We have designed and synthesized a biotinylated vasopressin antagonist which is a selective probe for studying the V_1a subtype of vasopressin receptor. Initially we synthesized the novel vasopressin analogue d(CH₂)₅Tyr(Me)²LysNH₂⁹AVP (ALVP). Biotinamidocaproate was subsequently coupled to the ε{lunate}-amino group of ALVP to generate the novel biotinylated probe d(CH₂)₅Tyr(Me)²Lys(Nε{lunate}-biotinamidocaproate) NH₂⁹AVP (ALBtnVP). Pharmacological characterization of ALVP and ALBtnVP established that both ligands were high affinity antagonists at V_1a receptors, and that both displayed marked V_1a/V₂ selectivity.

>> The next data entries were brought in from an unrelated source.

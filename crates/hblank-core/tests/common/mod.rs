#![allow(dead_code)]

use std::{
    cell::Cell,
    fs,
    path::{Path, PathBuf},
    rc::Rc,
};

use hblank_core::{
    GameBoy,
    bank_store::ROM_BANK_SIZE,
    cartridge::{Cartridge, TimeSource},
    config::{CoreConfig, GbMode},
};

/// T-cycles per LCD line.
pub const LINE_CYCLES: u32 = 456;
/// Cycles from the start of a frame to the start of VBlank.
pub const VBLANK_START: u32 = 144 * LINE_CYCLES;

/// Offset inside every bank where the builders store the bank number.
pub const TAG_OFFSET: usize = 0x0200;

/// Header-valid ROM image whose banks are tagged with their own number at
/// `TAG_OFFSET` (little-endian u16).
pub fn rom(cart_type: u8, ram_size: u8, banks: usize) -> Vec<u8> {
    RomBuilder::new(cart_type, banks).ram_size(ram_size).build()
}

pub struct RomBuilder {
    cart_type: u8,
    ram_size: u8,
    banks: usize,
    title: &'static [u8],
    cgb_flag: u8,
    sgb_flag: u8,
}

impl RomBuilder {
    pub fn new(cart_type: u8, banks: usize) -> Self {
        Self {
            cart_type,
            ram_size: 0,
            banks,
            title: b"TEST",
            cgb_flag: 0,
            sgb_flag: 0,
        }
    }

    pub fn ram_size(mut self, ram_size: u8) -> Self {
        self.ram_size = ram_size;
        self
    }

    pub fn title(mut self, title: &'static [u8]) -> Self {
        self.title = title;
        self
    }

    pub fn cgb(mut self) -> Self {
        self.cgb_flag = 0x80;
        self
    }

    pub fn sgb(mut self) -> Self {
        self.sgb_flag = 0x03;
        self
    }

    pub fn build(self) -> Vec<u8> {
        let mut data = vec![0u8; self.banks * ROM_BANK_SIZE];
        for (i, chunk) in data.chunks_exact_mut(ROM_BANK_SIZE).enumerate() {
            chunk[TAG_OFFSET] = i as u8;
            chunk[TAG_OFFSET + 1] = (i >> 8) as u8;
        }
        data[0x0134..0x0134 + self.title.len()].copy_from_slice(self.title);
        data[0x0143] = self.cgb_flag;
        data[0x0146] = self.sgb_flag;
        data[0x0147] = self.cart_type;
        data[0x0149] = self.ram_size;
        data
    }
}

pub fn cart(cart_type: u8, ram_size: u8, banks: usize) -> Cartridge {
    Cartridge::from_bytes(rom(cart_type, ram_size, banks), &CoreConfig::default()).unwrap()
}

pub fn write_rom(dir: &Path, name: &str, data: &[u8]) -> PathBuf {
    let path = dir.join(name);
    fs::write(&path, data).unwrap();
    path
}

/// Bank number visible in the switchable window, read through `read`.
pub fn mapped_bank(read: impl Fn(u16) -> u8) -> usize {
    let addr = 0x4000 + TAG_OFFSET as u16;
    read(addr) as usize | (read(addr + 1) as usize) << 8
}

/// Time source under test control, starting at `start`.
pub fn manual_clock(start: i64) -> (Rc<Cell<i64>>, TimeSource) {
    let now = Rc::new(Cell::new(start));
    let handle = Rc::clone(&now);
    (now, Box::new(move || handle.get()))
}

/// Machine running a plain ROM-only cartridge in monochrome mode.
pub fn dmg() -> GameBoy {
    let mut gb = GameBoy::default();
    gb.load_rom_bytes(rom(0x00, 0, 2)).unwrap();
    gb
}

/// Machine running a CGB-flagged cartridge.
pub fn cgb() -> GameBoy {
    let mut gb = GameBoy::default();
    gb.load_rom_bytes(RomBuilder::new(0x00, 2).cgb().build()).unwrap();
    assert_eq!(gb.gb_mode(), GbMode::Cgb);
    gb
}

The observation that receptor-bound ALBtnVP was bi-functional, and thereby able to bind conjugated derivatives of avidin or streptavidin, allowed ALBtnVP to be utilized as a selective probe for V_1a receptors. This strategy allowed the visualization of V_1a receptors on the surface of WRK-1 cells and hippocampal neurons, by using streptavidin-gold with electron microscopy and fluorescein-avidin with light microscopy. We conclude that ALBtnVP is a useful probe for V_1a receptors.